When I finally had to break away and dive for home, I knew my Hurricane had been hit. The controls were very soggy and there was no response at all to the rudder. But you can turn a plane after a fashion with the ailerons alone, and that is how I managed to steer the plane back. Thank heavens the undercarriage came down when I engaged the lever, and I landed more or less safely at Elevsis. I taxied to a parking place, switched off the engine and slid back the hood. I sat there for at least one minute, taking deep gasping breaths. I was quite literally overwhelmed by the feeling that I had been into the very bowels of the fiery furnace and had managed to claw my way out. All around me now the sun was shining and wild flowers were blossoming in the grass of the airfield, and I thought how fortunate I was to be seeing the good earth again. Two airmen, a fitter and a rigger, came trotting up to my machine. I watched them as they walked slowly all the way round it. Then the rigger, a balding middle-aged man, looked up at me and said, ‘Blimey mate, this kite’s got so many ’oles in it, it looks like it’s made out of chicken-wire!’
I undid my straps and eased myself upright in the cockpit. ‘Do your best with it,’ I said. ‘I’ll be needing it again very soon.’

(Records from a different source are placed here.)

#[cfg(test)]
mod tests {
    use super::*;
    use std::fs;
    use tempfile::TempDir;

    fn doc(xml: &str) -> ManifestDocument {
        ManifestDocument::parse(xml, Path::new("test.xml")).unwrap()
    }

    fn merge(base: &str, splits: &[&str]) -> MergeResult<MergedManifest> {
        let splits: Vec<(PathBuf, ManifestDocument)> = splits
            .iter()
            .enumerate()
            .map(|(i, xml)| (PathBuf::from(format!("split_{}.xml", i + 1)), doc(xml)))
            .collect();
        merge_documents(
            doc(base),
            Path::new("base.xml"),
            &splits,
            DedupPolicy::default(),
        )
    }

    fn names<'a>(parent: &'a Element, tag: &'a str) -> Vec<&'a str> {
        parent
            .children_named(tag)
            .map(|e| e.attribute("android:name").unwrap_or(""))
            .collect()
    }

    #[test]
    fn test_permissions_union_in_append_order() {
        let merged = merge(
            r#"<manifest><uses-permission android:name="A"/><application/></manifest>"#,
            &[r#"<manifest><uses-permission android:name="A"/><uses-permission android:name="B"/><application/></manifest>"#],
        )
        .unwrap();

        assert_eq!(names(&merged.document.root, "uses-permission"), vec!["A", "B"]);
        assert_eq!(merged.appended[0], AppendCount { tag: "uses-permission", count: 1 });
    }

    #[test]
    fn test_later_split_sees_earlier_contributions() {
        let merged = merge(
            r#"<manifest><application/></manifest>"#,
            &[
                r#"<manifest><uses-permission android:name="B"/><application/></manifest>"#,
                r#"<manifest><uses-permission android:name="C"/><uses-permission android:name="B"/><application/></manifest>"#,
            ],
        )
        .unwrap();

        assert_eq!(names(&merged.document.root, "uses-permission"), vec!["B", "C"]);
    }

    #[test]
    fn test_service_appended_after_activities() {
        let merged = merge(
            r#"<manifest><application><activity android:name=".Main"/></application></manifest>"#,
            &[r#"<manifest><application><service android:name="S"/></application></manifest>"#],
        )
        .unwrap();

        let app = merged.document.root.first_child("application").unwrap();
        let order: Vec<&str> = app.child_elements().map(|e| e.name.as_str()).collect();
        assert_eq!(order, vec!["activity", "service"]);
        assert_eq!(names(app, "service"), vec!["S"]);
        assert_eq!(merged.appended_total(), 1);
    }

    #[test]
    fn test_activity_with_different_attributes_is_distinct() {
        let merged = merge(
            r#"<manifest><application><activity android:name=".Main"/></application></manifest>"#,
            &[r#"<manifest><application><activity android:name=".Main" android:exported="true"/></application></manifest>"#],
        )
        .unwrap();

        let app = merged.document.root.first_child("application").unwrap();
        assert_eq!(app.children_named("activity").count(), 2);
    }

    #[test]
    fn test_split_without_application_is_structure_error() {
        let err = merge(
            r#"<manifest><application/></manifest>"#,
            &[r#"<manifest><uses-permission android:name="A"/></manifest>"#],
        )
        .unwrap_err();

        match err {
            MergeError::Structure(msg) => {
                assert!(msg.contains("split_1.xml"));
                assert!(msg.contains("<application>"));
            }
            other => panic!("unexpected error: {other}"),
        }
    }

    #[test]
    fn test_base_without_application_is_fine_when_nothing_needs_it() {
        let merged = merge(
            r#"<manifest package="a" split="x"><uses-permission android:name="A"/></manifest>"#,
            &[],
        )
        .unwrap();
        assert_eq!(merged.stripped, vec!["split".to_string()]);
        assert!(merged.document.root.first_child("application").is_none());

        let merged = merge(
            r#"<manifest package="a"/>"#,
            &[r#"<manifest><uses-permission android:name="B"/><application/></manifest>"#],
        )
        .unwrap();
        assert_eq!(names(&merged.document.root, "uses-permission"), vec!["B"]);
    }

    #[test]
    fn test_base_without_application_rejects_component_append() {
        let err = merge(
            r#"<manifest package="a"/>"#,
            &[r#"<manifest><application><service android:name="S"/></application></manifest>"#],
        )
        .unwrap_err();
        match err {
            MergeError::Structure(msg) => {
                assert!(msg.starts_with("base.xml"));
                assert!(msg.contains("<service>"));
            }
            other => panic!("unexpected error: {other}"),
        }
    }

    #[test]
    fn test_appended_declaration_brings_its_namespace() {
        let merged = merge(
            r#"<manifest xmlns:android="http://schemas.android.com/apk/res/android" package="a"><application/></manifest>"#,
            &[r#"<manifest xmlns:android="http://schemas.android.com/apk/res/android" xmlns:dist="http://schemas.android.com/apk/distribution" xmlns:tools="http://schemas.android.com/tools" split="f"><application><activity android:name=".F" dist:onDemand="true"/></application></manifest>"#],
        )
        .unwrap();

        let root = &merged.document.root;
        assert_eq!(
            root.attribute("xmlns:dist"),
            Some("http://schemas.android.com/apk/distribution")
        );
        // Unused by anything appended
        assert_eq!(root.attribute("xmlns:tools"), None);
        assert_eq!(
            root.attributes.iter().filter(|(k, _)| k == "xmlns:android").count(),
            1
        );

        let xml = merged.document.to_xml().unwrap();
        assert!(xml.contains("xmlns:dist=\"http://schemas.android.com/apk/distribution\""));
    }

    #[test]
    fn test_wrong_root_is_structure_error() {
        let err = merge(
            r#"<manifest><application/></manifest>"#,
            &[r#"<resources/>"#],
        )
        .unwrap_err();
        assert!(matches!(err, MergeError::Structure(_)));
    }

    #[test]
    fn test_strip_split_markers() {
        let mut root = Element::new("manifest")
            .with_attribute("package", "com.example")
            .with_attribute("android:isSplitRequired", "true")
            .with_attribute("android:requiredSplitTypes", "base__abi")
            .with_attribute("split", "config.arm64_v8a")
            .with_attribute("base__abi", "x");

        let removed = strip_split_markers(&mut root);
        assert_eq!(removed.len(), 4);
        assert_eq!(root.attributes, vec![("package".to_string(), "com.example".to_string())]);

        assert!(strip_split_markers(&mut root).is_empty());
        assert_eq!(root.attributes.len(), 1);
    }

    #[test]
    fn test_merge_manifests_from_files() {
        let temp = TempDir::new().unwrap();
        let base = temp.path().join("base.xml");
        let split = temp.path().join("split.xml");
        fs::write(
            &base,
            r#"<manifest package="a" android:isSplitRequired="true"><application/></manifest>"#,
        )
        .unwrap();
        fs::write(
            &split,
            r#"<manifest split="config.en"><application><activity android:name=".B"/></application></manifest>"#,
        )
        .unwrap();

        let merged = merge_manifests(&base, &[&split], DedupPolicy::default()).unwrap();
        merged.write(&base).unwrap();

        let written = ManifestDocument::load(&base).unwrap();
        assert_eq!(written.root.attribute("android:isSplitRequired"), None);
        let app = written.root.first_child("application").unwrap();
        assert_eq!(names(app, "activity"), vec![".B"]);
    }

    #[test]
    fn test_unparseable_split_is_parse_error() {
        let temp = TempDir::new().unwrap();
        let base = temp.path().join("base.xml");
        let split = temp.path().join("split.xml");
        fs::write(&base, "<manifest><application/></manifest>").unwrap();
        fs::write(&split, "<manifest><application></manifest>").unwrap();

        let err = merge_manifests(&base, &[&split], DedupPolicy::default()).unwrap_err();
        match err {
            MergeError::Parse { path, .. } => assert_eq!(path, split),
            other => panic!("unexpected error: {other}"),
        }
    }
}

I remember walking over to the little wooden Operations Room to report my return and as I made my way slowly across the grass of the landing field I suddenly realized that the whole of my body and all my clothes were dripping with sweat. The weather was warm in Greece at that time of year and we wore only khaki shorts and khaki shirt and stockings even when we flew, but now those shorts and shirt and stockings had all changed colour and were quite black with wetness. So was my hair when I removed my helmet. I had never sweated like that before in my life, even after a game of squash or rugger. The water was pouring off me and dripping to the ground. At the door of the Ops Room three or four other pilots were standing around and I noticed that each one of them was as wet as I was. I put a cigarette between my lips and struck a match. Then I found that my hand was shaking so much I couldn’t put the flame to the end of the cigarette. The doctor, who was standing nearby, came up and lit it for me. I looked at my hands again. It was ridiculous the way they were shaking. It was embarrassing. I looked at the other pilots. They were all holding cigarettes and their hands were all shaking as much as mine were. But I was feeling pretty good. I had stayed up there for thirty minutes and they hadn’t got me.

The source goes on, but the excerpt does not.